YOUR INSTRUCTIONS: Please report how many lines of the listing contain the string "session", giving the number only.
****************************************
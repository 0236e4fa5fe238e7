//! # Event Bus
//!
//! A type-keyed broadcast bus shared by every slice of the server.
//!
//! Each event type gets its own `tokio::sync::broadcast` channel, created lazily
//! on first publish or subscribe. Publishing never blocks: with no subscribers the
//! event is dropped, and slow subscribers skip ahead instead of stalling writers.
//!
//! # Example
//!
//! ```rust
//! use brgy_event_bus::{EventBus, EventBusError, EventReceiverExt};
//!
//! #[derive(Debug, PartialEq)]
//! struct ReportFiled { id: u64 }
//!
//! #[tokio::main(flavor = "current_thread")]
//! async fn main() -> Result<(), EventBusError> {
//!     let bus = EventBus::new();
//!     let mut rx = bus.subscribe::<ReportFiled>()?;
//!     bus.publish(ReportFiled { id: 7 })?;
//!
//!     let event = rx.next_event().await.expect("channel open");
//!     assert_eq!(event.id, 7);
//!     Ok(())
//! }
//! ```

mod bus;
mod error;
mod receiver;

pub use bus::{DEFAULT_CAPACITY, Event, EventBus};
pub use error::EventBusError;
pub use receiver::EventReceiverExt;
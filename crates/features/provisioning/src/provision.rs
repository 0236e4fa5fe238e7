use crate::directory::AccountDirectory;
use crate::error::ProvisioningError;
use crate::request::{AccountKind, NewAccount};
use crate::saga::{Saga, Undo};
use brgy_domain::changes::{ChangeAction, RecordChange};
use brgy_domain::constants::{ADMIN_USERS, RESPONDERS};
use brgy_domain::records::{
    AccountType, AdminUser, Responder, ResponderStatus, UserAccount, VerificationStatus,
};
use brgy_kernel::safe_nanoid;
use chrono::Utc;
use std::sync::Arc;
use tracing::{info, instrument};

/// Result of a completed provisioning run.
#[derive(Debug, Clone, PartialEq)]
pub struct Provisioned {
    pub auth_id: String,
    /// Id of the admin row, or of the linked `users` row for responders.
    pub user_id: String,
    /// Table and row of the account record.
    pub table: &'static str,
    pub row_id: String,
    /// Insert announcement for the change feed, carrying the new row.
    pub change: RecordChange,
}

#[derive(Debug, Clone)]
pub struct Provisioner {
    directory: Arc<dyn AccountDirectory>,
}

impl Provisioner {
    pub fn new(directory: Arc<dyn AccountDirectory>) -> Self {
        Self { directory }
    }

    /// Creates the auth identity and the rows linked to it.
    ///
    /// # Errors
    /// * [`ProvisioningError::Conflict`] when the email is already registered.
    /// * [`ProvisioningError::Step`] naming the failed step, after completed steps were undone.
    #[instrument(skip(self, account), fields(email = %account.email, user_type = %account.kind.user_type()))]
    pub async fn provision(&self, account: &NewAccount) -> Result<Provisioned, ProvisioningError> {
        let directory = self.directory.as_ref();
        let mut saga = Saga::new(directory);
        let auth_id = safe_nanoid!();

        if let Err(e) = directory.create_identity(&auth_id, &account.email, &account.password).await {
            if e.is_conflict() {
                return Err(ProvisioningError::Conflict {
                    message: "email already registered".into(),
                    context: Some(account.email.clone().into()),
                });
            }
            return Err(saga.abort("create auth identity", e).await);
        }
        saga.completed(Undo::DeleteIdentity(auth_id.clone()));

        let provisioned = match account.kind {
            AccountKind::Admin(role) => {
                let admin = AdminUser {
                    id: safe_nanoid!(),
                    auth_id: auth_id.clone(),
                    full_name: account.full_name.clone(),
                    email: account.email.clone(),
                    role,
                    is_active: true,
                    created_at: Utc::now(),
                };
                if let Err(e) = directory.insert_admin(&admin).await {
                    return Err(saga.abort("insert admin row", e).await);
                }
                Provisioned {
                    auth_id,
                    user_id: admin.id.clone(),
                    table: ADMIN_USERS,
                    row_id: admin.id.clone(),
                    change: RecordChange::with_row(ADMIN_USERS, ChangeAction::Insert, &admin.id, &admin),
                }
            }
            AccountKind::Responder(responder_type) => {
                let now = Utc::now();
                let user = UserAccount {
                    id: auth_id.clone(),
                    auth_id: Some(auth_id.clone()),
                    full_name: account.full_name.clone(),
                    email: account.email.clone(),
                    phone: None,
                    address: None,
                    account_type: AccountType::Responder,
                    verification_status: VerificationStatus::Verified,
                    is_active: true,
                    created_at: now,
                };
                if let Err(e) = directory.upsert_user(&user).await {
                    return Err(saga.abort("upsert user row", e).await);
                }
                saga.completed(Undo::DeleteUser(user.id.clone()));

                let responder = Responder {
                    id: safe_nanoid!(),
                    user_id: user.id.clone(),
                    auth_id: auth_id.clone(),
                    full_name: account.full_name.clone(),
                    email: account.email.clone(),
                    responder_type,
                    status: ResponderStatus::Available,
                    created_at: now,
                };
                if let Err(e) = directory.insert_responder(&responder).await {
                    return Err(saga.abort("insert responder row", e).await);
                }
                Provisioned {
                    auth_id,
                    user_id: user.id,
                    table: RESPONDERS,
                    row_id: responder.id.clone(),
                    change: RecordChange::with_row(
                        RESPONDERS,
                        ChangeAction::Insert,
                        &responder.id,
                        &responder,
                    ),
                }
            }
        };

        info!(auth_id = %provisioned.auth_id, table = provisioned.table, "Account provisioned");
        Ok(provisioned)
    }
}
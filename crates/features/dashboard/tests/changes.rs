mod common;

use axum::body::Body;
use axum::http::{Request, StatusCode, header};
use brgy_dashboard::Subscription;
use brgy_domain::changes::{ChangeAction, RecordChange};
use brgy_event_bus::EventBus;
use common::harness;
use futures_util::StreamExt;
use std::time::Duration;
use tower::ServiceExt;

fn change(table: &str, id: &str) -> RecordChange {
    RecordChange::new(table, ChangeAction::Update, id, None)
}

#[tokio::test]
async fn subscriptions_filter_by_table() {
    let events = EventBus::new();
    let mut subscription = Subscription::new(&events, ["reports"]).unwrap();

    events.publish(change("announcements", "a1")).unwrap();
    events.publish(change("reports", "r1")).unwrap();

    let next = subscription.next().await.unwrap();
    assert_eq!(next.id, "r1");
}

#[tokio::test]
async fn subscriptions_end_when_the_bus_shuts_down() {
    let events = EventBus::new();
    let mut subscription = Subscription::new(&events, Vec::<String>::new()).unwrap();
    let _ = events.shutdown();
    assert!(subscription.next().await.is_none());
}

#[tokio::test]
async fn lagging_subscribers_skip_ahead() {
    let events = EventBus::with_capacity(2).unwrap();
    let mut subscription = Subscription::new(&events, Vec::<String>::new()).unwrap();
    for n in 0..5 {
        events.publish(change("reports", &format!("r{n}"))).unwrap();
    }

    let next = subscription.next().await.unwrap();
    assert_eq!(next.id, "r3");
    assert_eq!(subscription.next().await.unwrap().id, "r4");
}

#[tokio::test]
async fn unknown_tables_are_rejected() {
    let h = harness().await;
    let (status, body) = h.send("GET", "/changes?tables=reports,secrets", Some(&h.token("clerk")), None).await;
    assert_eq!(status, StatusCode::BAD_REQUEST);
    assert!(body["error"].as_str().unwrap().contains("secrets"));
}

#[tokio::test]
async fn changes_stream_as_named_events() {
    let h = harness().await;
    let request = Request::get("/changes?tables=reports")
        .header(header::AUTHORIZATION, format!("Bearer {}", h.token("clerk")))
        .body(Body::empty())
        .unwrap();
    let response = h.app.clone().oneshot(request).await.unwrap();
    assert_eq!(response.status(), StatusCode::OK);
    assert_eq!(response.headers()[header::CONTENT_TYPE], "text/event-stream");

    h.events.publish(change("announcements", "a1")).unwrap();
    h.events.publish(change("reports", "r1")).unwrap();

    let mut body = response.into_body().into_data_stream();
    let chunk = tokio::time::timeout(Duration::from_secs(5), body.next()).await.unwrap().unwrap().unwrap();
    let text = String::from_utf8(chunk.to_vec()).unwrap();
    assert!(text.starts_with("event: reports\n"), "{text}");
    assert!(text.contains("\"id\":\"r1\""));
}
//! Media classification and the image-first selection policy.

use crate::report::ReportInput;

const VIDEO_EXTENSIONS: &[&str] = &[".mp4", ".mov", ".webm", ".avi", ".mkv", ".m4v", ".3gp"];
const IMAGE_EXTENSIONS: &[&str] =
    &[".jpg", ".jpeg", ".png", ".gif", ".webp", ".bmp", ".heic", ".heif"];
const VIDEO_FOLDERS: &[&str] = &["/videos/", "report-videos"];
const IMAGE_FOLDERS: &[&str] = &["/images/", "report-images", "/photos/"];

#[derive(Debug, Clone, Copy, PartialEq, Eq)]
pub enum MediaKind {
    Image,
    Video,
    Unknown,
}

/// Classifies a media URL by its path, ignoring query string, fragment and case.
/// Video signals win over image signals.
#[must_use]
pub fn classify(url: &str) -> MediaKind {
    let path = url.split(['?', '#']).next().unwrap_or_default().to_ascii_lowercase();
    let matches = |extensions: &[&str], folders: &[&str]| {
        extensions.iter().any(|ext| path.ends_with(ext))
            || folders.iter().any(|folder| path.contains(folder))
    };

    if matches(VIDEO_EXTENSIONS, VIDEO_FOLDERS) {
        MediaKind::Video
    } else if matches(IMAGE_EXTENSIONS, IMAGE_FOLDERS) {
        MediaKind::Image
    } else {
        MediaKind::Unknown
    }
}

/// What the assessment will look at.
#[derive(Debug, Clone, Default, PartialEq, Eq)]
pub struct MediaSelection {
    /// URL handed to the vision model; never a video.
    pub image: Option<String>,
    /// A video was attached (it is mentioned in the prompt, not inspected).
    pub has_video: bool,
}

/// Picks the image to inspect: the first recognized image, else the first unclassified URL
/// when the client hinted `media_type = "image"`.
#[must_use]
pub fn select(report: &ReportInput) -> MediaSelection {
    let mut first_image = None;
    let mut first_unknown = None;
    let mut has_video = false;

    for url in report.media_candidates() {
        match classify(url) {
            MediaKind::Image if first_image.is_none() => first_image = Some(url),
            MediaKind::Unknown if first_unknown.is_none() => first_unknown = Some(url),
            MediaKind::Video => has_video = true,
            _ => {}
        }
    }

    let image = first_image.or_else(|| first_unknown.filter(|_| report.hints_image()));
    MediaSelection { image: image.map(str::to_owned), has_video }
}
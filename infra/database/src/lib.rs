//! # Database Infrastructure
//!
//! This crate provides a unified interface for initializing and managing [SurrealDB](https://surrealdb.com)
//! connections across the workspace.
//!
//! ## Key Features
//! - **Engine Agnostic**: Supports `mem://`, `rocksdb://`, `ws://`, and `http://` via the `any` engine.
//! - **Resilient Connectivity**: Built-in retry logic for health checks during engine startup.
//! - **Embedded Schema**: Table and index definitions are applied once, guarded by checksums.
//! - **Table Helpers**: Typed list/fetch/create/merge/delete with bare string ids.
//!
//! ## Example
//!
//! ```rust
//! use brgy_database::{Database, DatabaseError, Query};
//! use serde::{Deserialize, Serialize};
//!
//! #[derive(Serialize, Deserialize)]
//! struct Note {
//!     id: String,
//!     body: String,
//! }
//!
//! #[tokio::main]
//! async fn main() -> Result<(), DatabaseError> {
//!     let db = Database::builder()
//!         .url("mem://")
//!         .session("barangay", "incidents")
//!         .init()
//!         .await?;
//!
//!     db.create("notes", "n1", &Note { id: "n1".into(), body: "hello".into() }).await?;
//!     let notes: Vec<Note> = db.select_all("notes", &Query::new()).await?;
//!     assert_eq!(notes.len(), 1);
//!
//!     Ok(())
//! }
//! ```

mod credentials;
mod error;
mod migrations;
mod table;

pub use credentials::normalize_email;
pub use error::{DatabaseError, DatabaseErrorExt};
pub use table::{GroupCount, Query};

use migrations::MigrationRunner;
use std::ops::Deref;
use std::sync::Arc;
use std::time::Duration;
use surrealdb::Surreal;
use surrealdb::engine::any::{Any, connect};
use surrealdb::opt::auth::Root;
use tracing::{info, instrument, trace, warn};

const HEALTH_ATTEMPTS: u32 = 3;

/// Inner state of the [`Database`] wrapper.
#[derive(Debug)]
pub struct DatabaseInner {
    instance: Surreal<Any>,
    ns: String,
    db: String,
}

impl Drop for DatabaseInner {
    fn drop(&mut self) {
        info!(ns = %self.ns, db = %self.db, "SurrealDB session handle dropped");
    }
}

/// `SurrealDB` client wrapper that provides thread-safety and contextual error handling.
#[derive(Debug, Clone)]
pub struct Database {
    inner: Arc<DatabaseInner>,
}

impl Database {
    /// Creates a new [`DatabaseBuilder`].
    pub fn builder() -> DatabaseBuilder {
        DatabaseBuilder::new()
    }

    #[must_use]
    pub fn namespace(&self) -> &str {
        &self.inner.ns
    }

    #[must_use]
    pub fn database(&self) -> &str {
        &self.inner.db
    }
}

impl Deref for Database {
    type Target = Surreal<Any>;

    fn deref(&self) -> &Self::Target {
        &self.inner.instance
    }
}

/// A fluent builder for configuring and establishing a `SurrealDB` connection.
#[must_use = "builders do nothing unless you call .init()"]
#[derive(Debug, Default)]
pub struct DatabaseBuilder {
    url: Option<String>,
    ns: Option<String>,
    db: Option<String>,
    auth: Option<(String, String)>,
}

impl DatabaseBuilder {
    pub fn new() -> Self {
        Self::default()
    }

    pub fn url(mut self, url: impl Into<String>) -> Self {
        self.url = Some(url.into());
        self
    }

    /// Sets the namespace and database name.
    pub fn session(mut self, namespace: impl Into<String>, database: impl Into<String>) -> Self {
        self.ns = Some(namespace.into());
        self.db = Some(database.into());
        self
    }

    /// Add root credentials to the connection.
    pub fn auth(mut self, username: impl Into<String>, password: impl Into<String>) -> Self {
        self.auth = Some((username.into(), password.into()));
        self
    }

    /// Consumes the builder and establishes the connection.
    ///
    /// Connects the engine, waits for it to report healthy (retrying with exponential
    /// backoff from 500ms), signs in as root when credentials were given, activates the
    /// namespace/database and applies pending schema migrations.
    ///
    /// # Errors
    /// * [`DatabaseError::Validation`] if required parameters are missing.
    /// * [`DatabaseError::Connection`] if the engine fails to start or remains unhealthy.
    /// * [`DatabaseError::Auth`] if the provided credentials are rejected.
    /// * [`DatabaseError::Surreal`] if the session activation (`use_ns`/`use_db`) fails.
    /// * [`DatabaseError::Migration`] if a schema script fails or was altered after being applied.
    #[instrument(skip(self), fields(url = self.url, ns = self.ns, db = self.db))]
    pub async fn init(self) -> Result<Database, DatabaseError> {
        let url = self.url.filter(|u| !u.trim().is_empty()).ok_or(DatabaseError::Validation {
            message: "URL is required".into(),
            context: None,
        })?;
        let ns = self.ns.ok_or(DatabaseError::Validation {
            message: "Namespace is required".into(),
            context: None,
        })?;
        let db = self.db.ok_or(DatabaseError::Validation {
            message: "Database is required".into(),
            context: None,
        })?;

        let instance = connect(url.as_str()).await.map_err(|e| DatabaseError::Connection {
            message: e.to_string().into(),
            context: Some("Initializing engine".into()),
        })?;

        let mut delay = Duration::from_millis(500);
        for attempt in 1..=HEALTH_ATTEMPTS {
            if instance.health().await.is_ok() {
                break;
            }
            if attempt == HEALTH_ATTEMPTS {
                return Err(DatabaseError::Connection {
                    message: "Unhealthy after retries".into(),
                    context: Some(url.into()),
                });
            }
            warn!(attempt, ?delay, "Database not ready, retrying...");
            tokio::time::sleep(delay).await;
            delay *= 2;
        }

        if let Some((username, password)) = &self.auth {
            instance
                .signin(Root { username: username.as_str(), password: password.as_str() })
                .await
                .map_err(|e| DatabaseError::Auth {
                    message: e.to_string().into(),
                    context: Some(url.clone().into()),
                })?;
        }

        instance.use_ns(&ns).use_db(&db).await.context("Activating session")?;

        let version =
            instance.version().await.map_or_else(|_| "unknown".to_owned(), |v| v.to_string());
        info!(namespace = %ns, database = %db, %version, "SurrealDB connection established");

        let report = MigrationRunner::new(instance.clone()).run().await?;
        for name in report.skipped {
            trace!(migration = name, "Skipping migration");
        }
        for name in report.applied {
            info!(migration = name, "Applied migration");
        }

        Ok(Database { inner: Arc::new(DatabaseInner { instance, ns, db }) })
    }
}
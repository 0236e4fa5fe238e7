use crate::Dashboard;
use crate::error::{DashboardError, DashboardErrorExt};
use axum::Json;
use brgy_database::Query as RowQuery;
use brgy_domain::constants::{ANNOUNCEMENTS, DASHBOARD_TAG, EMERGENCIES, REPORTS, USERS};
use brgy_domain::records::{AccountType, EmergencyStatus, ReportStatus, VerificationStatus};
use brgy_identity::Caller;
use brgy_kernel::server::{ApiError, ErrorBody, Slice};
use serde::{Deserialize, Serialize};
use std::collections::BTreeMap;
use utoipa::ToSchema;

/// Headline counts for the dashboard landing screen.
#[derive(Debug, Clone, PartialEq, Eq, Serialize, Deserialize, ToSchema)]
pub struct DashboardStats {
    pub pending_reports: u64,
    pub active_emergencies: u64,
    pub pending_verifications: u64,
    pub published_announcements: u64,
    /// Report totals per status; statuses without reports are reported as zero.
    pub reports_by_status: BTreeMap<String, u64>,
}

impl Dashboard {
    pub(crate) async fn stats(&self) -> Result<DashboardStats, DashboardError> {
        let pending_reports = self
            .db
            .count(REPORTS, &RowQuery::new().filter("status", ReportStatus::Pending.as_str()))
            .await
            .context("Counting pending reports")?;
        let active_emergencies = self
            .db
            .count(EMERGENCIES, &RowQuery::new().filter("status", EmergencyStatus::Active.as_str()))
            .await
            .context("Counting active emergencies")?;
        let pending_verifications = self
            .db
            .count(
                USERS,
                &RowQuery::new()
                    .filter("account_type", AccountType::Resident.as_str())
                    .filter("verification_status", VerificationStatus::Pending.as_str()),
            )
            .await
            .context("Counting pending verifications")?;
        let published_announcements = self
            .db
            .count(ANNOUNCEMENTS, &RowQuery::new().filter("published", true))
            .await
            .context("Counting published announcements")?;

        let mut reports_by_status: BTreeMap<String, u64> =
            ReportStatus::ALL.iter().map(|status| (status.as_str().to_owned(), 0)).collect();
        for group in self.db.count_by(REPORTS, "status").await.context("Grouping reports")? {
            if let Some(status) = group.key {
                *reports_by_status.entry(status).or_default() += group.count;
            }
        }

        Ok(DashboardStats {
            pending_reports,
            active_emergencies,
            pending_verifications,
            published_announcements,
            reports_by_status,
        })
    }
}

#[utoipa::path(
    get,
    path = "/stats",
    responses(
        (status = OK, description = "Dashboard counters", body = DashboardStats),
        (status = UNAUTHORIZED, description = "Missing or invalid token", body = ErrorBody),
    ),
    security(("bearer" = [])),
    tag = DASHBOARD_TAG,
)]
pub(crate) async fn stats(
    _caller: Caller,
    Slice(dashboard): Slice<Dashboard>,
) -> Result<Json<DashboardStats>, ApiError> {
    Ok(Json(dashboard.stats().await?))
}
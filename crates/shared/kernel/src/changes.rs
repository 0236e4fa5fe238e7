//! Best-effort publishing of row changes onto the event bus.

use brgy_domain::changes::RecordChange;
use brgy_event_bus::EventBus;
use tracing::{trace, warn};

/// Publishes `change` to current subscribers. Failures are logged, never returned.
pub fn publish_change(events: &EventBus, change: RecordChange) {
    let (table, action, id) = (change.table.clone(), change.action, change.id.clone());
    match events.publish(change) {
        Ok(delivered) => trace!(%table, %action, %id, delivered, "Change published"),
        Err(e) => warn!(error = %e, %table, %action, %id, "Failed to publish change"),
    }
}
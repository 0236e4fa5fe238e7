//! Facade crate for the incident hub's feature slices and shared modules.
//! Re-exports domain/kernel primitives and aggregates slice initialization.
//! Keep this crate thin: it should compose other crates, not implement business logic.
//!
//! ## Usage
//! Call [`init`] once at startup to build every slice, register them on the
//! [`ApiState`](kernel::server::ApiState), then mount [`router`].

use brgy_database::Database;
pub use brgy_domain as domain;
use brgy_domain::config::ApiConfig;
use brgy_domain::registry::InitializedSlice;
use brgy_event_bus::EventBus;
pub use brgy_kernel as kernel;
use brgy_kernel::server::ApiState;
use utoipa_axum::router::OpenApiRouter;

/// Feature registry for runtime introspection.
pub mod features {
    pub use brgy_audit as audit;
    pub use brgy_dashboard as dashboard;
    pub use brgy_evidence as evidence;
    pub use brgy_identity as identity;
    pub use brgy_provisioning as provisioning;

    /// Slices every server build registers, in initialization order.
    pub const ENABLED: &[&str] = &["identity", "audit", "evidence", "provisioning", "dashboard"];

    #[must_use]
    pub fn is_enabled(name: &str) -> bool {
        ENABLED.contains(&name)
    }
}

/// Initialize every feature slice.
///
/// The audit trail is built first and shared with the slices that record mutations.
///
/// # Errors
/// Returns an error if a slice rejects its configuration.
pub fn init(
    config: &ApiConfig,
    database: &Database,
    events: &EventBus,
) -> Result<Vec<InitializedSlice>, Box<dyn std::error::Error + Send + Sync>> {
    let audit = features::audit::trail(database);

    let slices = vec![
        features::identity::init(&config.security.identity, database)?,
        features::audit::init(&audit),
        features::evidence::init(config, database, events)?,
        features::provisioning::init(database, &audit, events),
        features::dashboard::init(database, &audit, events),
    ];

    tracing::debug!(count = slices.len(), "Feature slices initialized");
    Ok(slices)
}

/// Every slice's routes plus the system routes, ready for state.
pub fn router() -> OpenApiRouter<ApiState> {
    OpenApiRouter::new()
        .merge(kernel::server::router::system_router())
        .merge(features::identity::router())
        .merge(features::evidence::router())
        .merge(features::provisioning::router())
        .merge(features::dashboard::router())
        .merge(features::audit::router())
}
//! Evidence assessment slice.
//!
//! `POST /functions/assess-evidence` asks an external vision/text model whether a report's
//! photo evidence plausibly matches the incident. The answer is always a verdict: transport
//! failures, missing keys and unusable completions degrade to `uncertain` with a neutral score.
//! When the request names a report id, the verdict is merged into that `reports` row.

mod assess;
mod error;
mod handlers;
pub mod media;
mod model;
pub mod parse;
pub mod prompt;
mod report;
mod store;

pub use crate::assess::Assessor;
pub use crate::error::{EvidenceError, EvidenceErrorExt};
pub use crate::model::{LanguageModel, ModelRequest, OpenAiCompatible};
pub use crate::report::{AssessRequest, ReportInput};
pub use crate::store::{EvidenceStore, SurrealEvidenceStore};

use brgy_database::Database;
use brgy_domain::config::ApiConfig;
use brgy_domain::registry::{FeatureSlice, InitializedSlice};
use brgy_event_bus::EventBus;
use brgy_kernel::server::ApiState;
use std::any::Any;
use std::ops::Deref;
use std::sync::Arc;
use utoipa_axum::router::OpenApiRouter;
use utoipa_axum::routes;

#[derive(Debug)]
pub struct EvidenceInner {
    pub assessor: Assessor,
    pub store: Arc<dyn EvidenceStore>,
    pub events: EventBus,
}

/// Evidence slice state.
#[derive(Debug, Clone)]
pub struct Evidence {
    inner: Arc<EvidenceInner>,
}

impl Evidence {
    pub fn new(inner: EvidenceInner) -> Self {
        Self { inner: Arc::new(inner) }
    }

    /// Wires the slice from explicit parts (custom models or stores).
    pub fn from_parts(
        model: Arc<dyn LanguageModel>,
        store: Arc<dyn EvidenceStore>,
        events: EventBus,
    ) -> Self {
        Self::new(EvidenceInner { assessor: Assessor::new(model), store, events })
    }
}

impl Deref for Evidence {
    type Target = EvidenceInner;

    fn deref(&self) -> &Self::Target {
        &self.inner
    }
}

impl FeatureSlice for Evidence {
    fn name(&self) -> &'static str {
        "evidence"
    }

    fn as_any(&self) -> &dyn Any {
        self
    }
}

/// Initialize the evidence slice with the configured OpenAI-compatible model.
///
/// # Errors
/// Returns [`EvidenceError::Transport`] if the HTTP client cannot be built.
pub fn init(
    config: &ApiConfig,
    database: &Database,
    events: &EventBus,
) -> Result<InitializedSlice, EvidenceError> {
    let model = OpenAiCompatible::new(&config.evidence)?;
    if config.evidence.api_key.is_none() {
        tracing::warn!("No evidence API key configured; assessments will be 'uncertain'");
    }

    let slice = Evidence::from_parts(
        Arc::new(model),
        Arc::new(SurrealEvidenceStore::new(database.clone())),
        events.clone(),
    );
    tracing::info!(
        vision_model = %config.evidence.vision_model,
        text_model = %config.evidence.text_model,
        "Evidence slice initialized"
    );
    Ok(InitializedSlice::new(slice))
}

pub fn router() -> OpenApiRouter<ApiState> {
    OpenApiRouter::new().routes(routes!(handlers::assess_evidence))
}
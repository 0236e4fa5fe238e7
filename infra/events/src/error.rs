use std::borrow::Cow;

/// Errors that can occur during event bus operations.
#[derive(Debug, thiserror::Error)]
pub enum EventBusError {
    /// The registry holds a sender of a different type under this event's id.
    #[error("Type mismatch{}: {message}", format_context(.context))]
    TypeMismatch { message: Cow<'static, str>, context: Option<Cow<'static, str>> },

    /// Broadcast channels need room for at least one event.
    #[error("Invalid capacity{}: {message}", format_context(.context))]
    InvalidCapacity { message: Cow<'static, str>, context: Option<Cow<'static, str>> },
}

fn format_context(context: &Option<Cow<'static, str>>) -> Cow<'static, str> {
    context.as_ref().map_or(Cow::Borrowed(""), |c| Cow::Owned(format!(" ({c})")))
}
use crate::Audit;
use crate::store::AuditFilter;
use axum::Json;
use axum::extract::Query;
use axum::extract::rejection::QueryRejection;
use brgy_domain::constants::AUDIT_TAG;
use brgy_domain::records::AuditLog;
use brgy_domain::roles::Capabilities;
use brgy_identity::Caller;
use brgy_kernel::server::{ApiError, ErrorBody, Paging, Slice};
use serde::Deserialize;
use utoipa::IntoParams;

#[derive(Debug, Default, Deserialize, IntoParams)]
#[into_params(parameter_in = Query)]
pub struct AuditQuery {
    /// Table name the entries touched.
    pub entity: Option<String>,
    /// Admin id that performed the action.
    pub actor_id: Option<String>,
    /// Page size; defaults to 50 and is capped at 200.
    pub limit: Option<u32>,
    pub offset: Option<u32>,
}

#[utoipa::path(
    get,
    path = "/audit-logs",
    params(AuditQuery),
    responses(
        (status = OK, description = "Audit entries, newest first", body = [AuditLog]),
        (status = BAD_REQUEST, description = "Malformed query parameters", body = ErrorBody),
        (status = UNAUTHORIZED, description = "Missing or invalid token", body = ErrorBody),
        (status = FORBIDDEN, description = "Role cannot view the audit log", body = ErrorBody),
    ),
    security(("bearer" = [])),
    tag = AUDIT_TAG,
)]
pub(crate) async fn list_audit_logs(
    caller: Caller,
    Slice(audit): Slice<Audit>,
    params: Result<Query<AuditQuery>, QueryRejection>,
) -> Result<Json<Vec<AuditLog>>, ApiError> {
    caller.require(Capabilities::VIEW_AUDIT)?;
    let Query(query) =
        params.map_err(|e| ApiError::bad_request(format!("Invalid query: {}", e.body_text())))?;

    let paging = Paging { limit: query.limit, offset: query.offset };
    let filter = AuditFilter {
        entity: query.entity.filter(|e| !e.trim().is_empty()),
        actor_id: query.actor_id.filter(|a| !a.trim().is_empty()),
        limit: paging.limit(),
        offset: paging.offset(),
    };
    Ok(Json(audit.trail.list(&filter).await?))
}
****************************************
RESPONSE TO THE TASK: 5